• Task instructions: Filter the entries below, keeping only lines with "axum".

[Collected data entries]

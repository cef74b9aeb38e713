use std::{net::SocketAddr, sync::Arc, time::Duration};

use axum::{
    extract::{
        rejection::QueryRejection,
        ws::{rejection::WebSocketUpgradeRejection, Message, WebSocket},
        Path, Query, State, WebSocketUpgrade,
    },
    http::{header, HeaderMap, StatusCode},
    response::{IntoResponse, Response},
    routing::get,
    Json, Router,
};
use chrono::Utc;
use futures::{SinkExt, StreamExt};
use serde::Deserialize;
use server_api::{
    auth::{bearer_token, JwtVerifier},
    history::{HistoryLimits, HistoryQuery, PEER_NOT_FOUND},
    session::{Dispatch, Session},
    ApiContext,
};
use shared::{
    domain::UserId,
    error::{ApiError, ErrorCode},
    protocol::{MessagePayload, ServerEvent},
};
use storage::Storage;
use tokio::{sync::mpsc, time::Instant};
use tower_http::{cors::CorsLayer, trace::TraceLayer};
use tracing::{debug, error, info, warn};
use tracing_subscriber::EnvFilter;

mod app_state;
mod config;

use app_state::AppState;
use config::{load_settings, prepare_database_url};

const SEND_DRAIN_TIMEOUT: Duration = Duration::from_secs(5);

#[derive(Debug, Default, Deserialize)]
struct WsQuery {
    token: Option<String>,
}

#[tokio::main]
async fn main() -> anyhow::Result<()> {
    tracing_subscriber::fmt()
        .with_env_filter(
            EnvFilter::try_from_default_env().unwrap_or_else(|_| EnvFilter::new("info")),
        )
        .init();

    let settings = load_settings();
    if settings.uses_dev_secret() {
        warn!("JWT secret is the built-in development value; set JWT_SECRET");
    }

    let database_url = prepare_database_url(&settings.database_url);
    let storage = Storage::new(&database_url).await.map_err(|error| {
        error!(
            %database_url,
            %error,
            "failed to open SQLite database; verify parent directory exists and permissions are correct"
        );
        error
    })?;

    let api = ApiContext::new(
        storage,
        Arc::new(JwtVerifier::new(&settings.jwt_secret)),
        HistoryLimits {
            default_limit: settings.history_default_limit,
            max_limit: settings.history_max_limit,
        },
    );
    let state = AppState {
        api,
        outbound_capacity: settings.session_outbound_capacity,
        enforce_token_expiry: settings.enforce_token_expiry,
    };
    let app = build_router(Arc::new(state));

    let addr: SocketAddr = settings.server_bind.parse()?;
    info!(%addr, "server listening");
    let listener = tokio::net::TcpListener::bind(addr).await?;
    axum::serve(listener, app).await?;
    Ok(())
}

fn build_router(state: Arc<AppState>) -> Router {
    Router::new()
        .route("/", get(banner))
        .route("/healthz", get(healthz))
        .route("/messages/:peer_id", get(http_history))
        .route("/ws", get(ws_handler))
        .layer(CorsLayer::permissive())
        .layer(TraceLayer::new_for_http())
        .with_state(state)
}

async fn banner() -> Json<serde_json::Value> {
    Json(serde_json::json!({
        "message": "direct message server",
        "status": "running",
        "endpoints": ["/ws", "/messages/:peer_id", "/healthz"],
    }))
}

async fn healthz(State(state): State<Arc<AppState>>) -> Response {
    match state.api.health_check().await {
        Ok(()) => "ok".into_response(),
        Err(error) => {
            error!(%error, "health check failed");
            (StatusCode::SERVICE_UNAVAILABLE, "unavailable").into_response()
        }
    }
}

fn api_error(err: ApiError) -> (StatusCode, Json<ApiError>) {
    let status = match err.code {
        ErrorCode::Unauthorized => StatusCode::UNAUTHORIZED,
        ErrorCode::Validation => StatusCode::BAD_REQUEST,
        ErrorCode::NotFound => StatusCode::NOT_FOUND,
        ErrorCode::Persistence => StatusCode::SERVICE_UNAVAILABLE,
        ErrorCode::Delivery | ErrorCode::Internal => StatusCode::INTERNAL_SERVER_ERROR,
    };
    (status, Json(err))
}

fn query_rejection(rejection: QueryRejection) -> (StatusCode, Json<ApiError>) {
    api_error(ApiError::validation(format!(
        "invalid query string: {}",
        rejection.body_text()
    )))
}

fn bearer_from(headers: &HeaderMap) -> Option<&str> {
    headers
        .get(header::AUTHORIZATION)
        .and_then(|value| value.to_str().ok())
        .and_then(bearer_token)
}

async fn http_history(
    State(state): State<Arc<AppState>>,
    headers: HeaderMap,
    Path(peer_id): Path<String>,
    query: Result<Query<HistoryQuery>, QueryRejection>,
) -> Result<Json<Vec<MessagePayload>>, (StatusCode, Json<ApiError>)> {
    let caller = state
        .api
        .authenticate_bearer(bearer_from(&headers))
        .map_err(api_error)?;
    let peer = peer_id
        .trim()
        .parse::<i64>()
        .map(UserId)
        .map_err(|_| api_error(ApiError::not_found(PEER_NOT_FOUND)))?;
    let Query(query) = query.map_err(query_rejection)?;

    let messages = state
        .api
        .history
        .conversation(caller, peer, &query)
        .await
        .map_err(api_error)?;
    Ok(Json(messages))
}

/// Credentials are checked before the upgrade so a refused client never
/// gets an open socket.
async fn ws_handler(
    State(state): State<Arc<AppState>>,
    headers: HeaderMap,
    query: Result<Query<WsQuery>, QueryRejection>,
    ws: Result<WebSocketUpgrade, WebSocketUpgradeRejection>,
) -> Response {
    let q = match query {
        Ok(Query(q)) => q,
        Err(rejection) => return query_rejection(rejection).into_response(),
    };
    let credential = q.token.as_deref().or_else(|| bearer_from(&headers));
    let mut session = Session::new();
    if let Err(err) = state.api.sessions.authenticate(&mut session, credential).await {
        return api_error(err).into_response();
    }

    match ws {
        Ok(ws) => ws
            .on_upgrade(move |socket| ws_connection(state, socket, session))
            .into_response(),
        Err(rejection) => rejection.into_response(),
    }
}

async fn ws_connection(state: Arc<AppState>, socket: WebSocket, mut session: Session) {
    let (mut sender, mut receiver) = socket.split();
    let (outbound, mut events_rx) = mpsc::channel::<ServerEvent>(state.outbound_capacity.max(1));

    if let Err(err) = state.api.sessions.activate(&mut session, outbound).await {
        warn!(session = %session.handle(), reason = %err.message, "session activation failed");
        state.api.sessions.close(&mut session).await;
        return;
    }

    let handle = session.handle();
    let mut send_task = tokio::spawn(async move {
        while let Some(event) = events_rx.recv().await {
            let text = match serde_json::to_string(&event) {
                Ok(v) => v,
                Err(error) => {
                    error!(session = %handle, %error, "failed to encode event");
                    continue;
                }
            };
            if sender.send(Message::Text(text)).await.is_err() {
                break;
            }
        }
        let _ = sender.close().await;
    });

    let deadline = expiry_deadline(&state, &session);
    loop {
        tokio::select! {
            frame = receiver.next() => match frame {
                Some(Ok(Message::Text(text))) => {
                    if state.api.sessions.handle_frame(&session, &text).await == Dispatch::Close {
                        break;
                    }
                }
                Some(Ok(Message::Close(_))) | None => break,
                Some(Ok(_)) => {}
                Some(Err(error)) => {
                    debug!(session = %handle, %error, "socket read failed");
                    break;
                }
            },
            () = wait_until(deadline) => {
                state.api.sessions.expire(&mut session).await;
                break;
            }
        }
    }

    state.api.sessions.close(&mut session).await;
    // Closing dropped the session's senders; the writer flushes what is queued and exits.
    if tokio::time::timeout(SEND_DRAIN_TIMEOUT, &mut send_task)
        .await
        .is_err()
    {
        send_task.abort();
    }
}

fn expiry_deadline(state: &AppState, session: &Session) -> Option<Instant> {
    if !state.enforce_token_expiry {
        return None;
    }
    let remaining = session.expires_at()? - Utc::now();
    Some(Instant::now() + remaining.to_std().unwrap_or(Duration::ZERO))
}

async fn wait_until(deadline: Option<Instant>) {
    match deadline {
        Some(deadline) => tokio::time::sleep_until(deadline).await,
        None => std::future::pending().await,
    }
}

#[cfg(test)]
#[path = "tests/main_tests.rs"]
mod tests;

• Solution to this task:
use axum::{
    axum::serve(listener, app).await?;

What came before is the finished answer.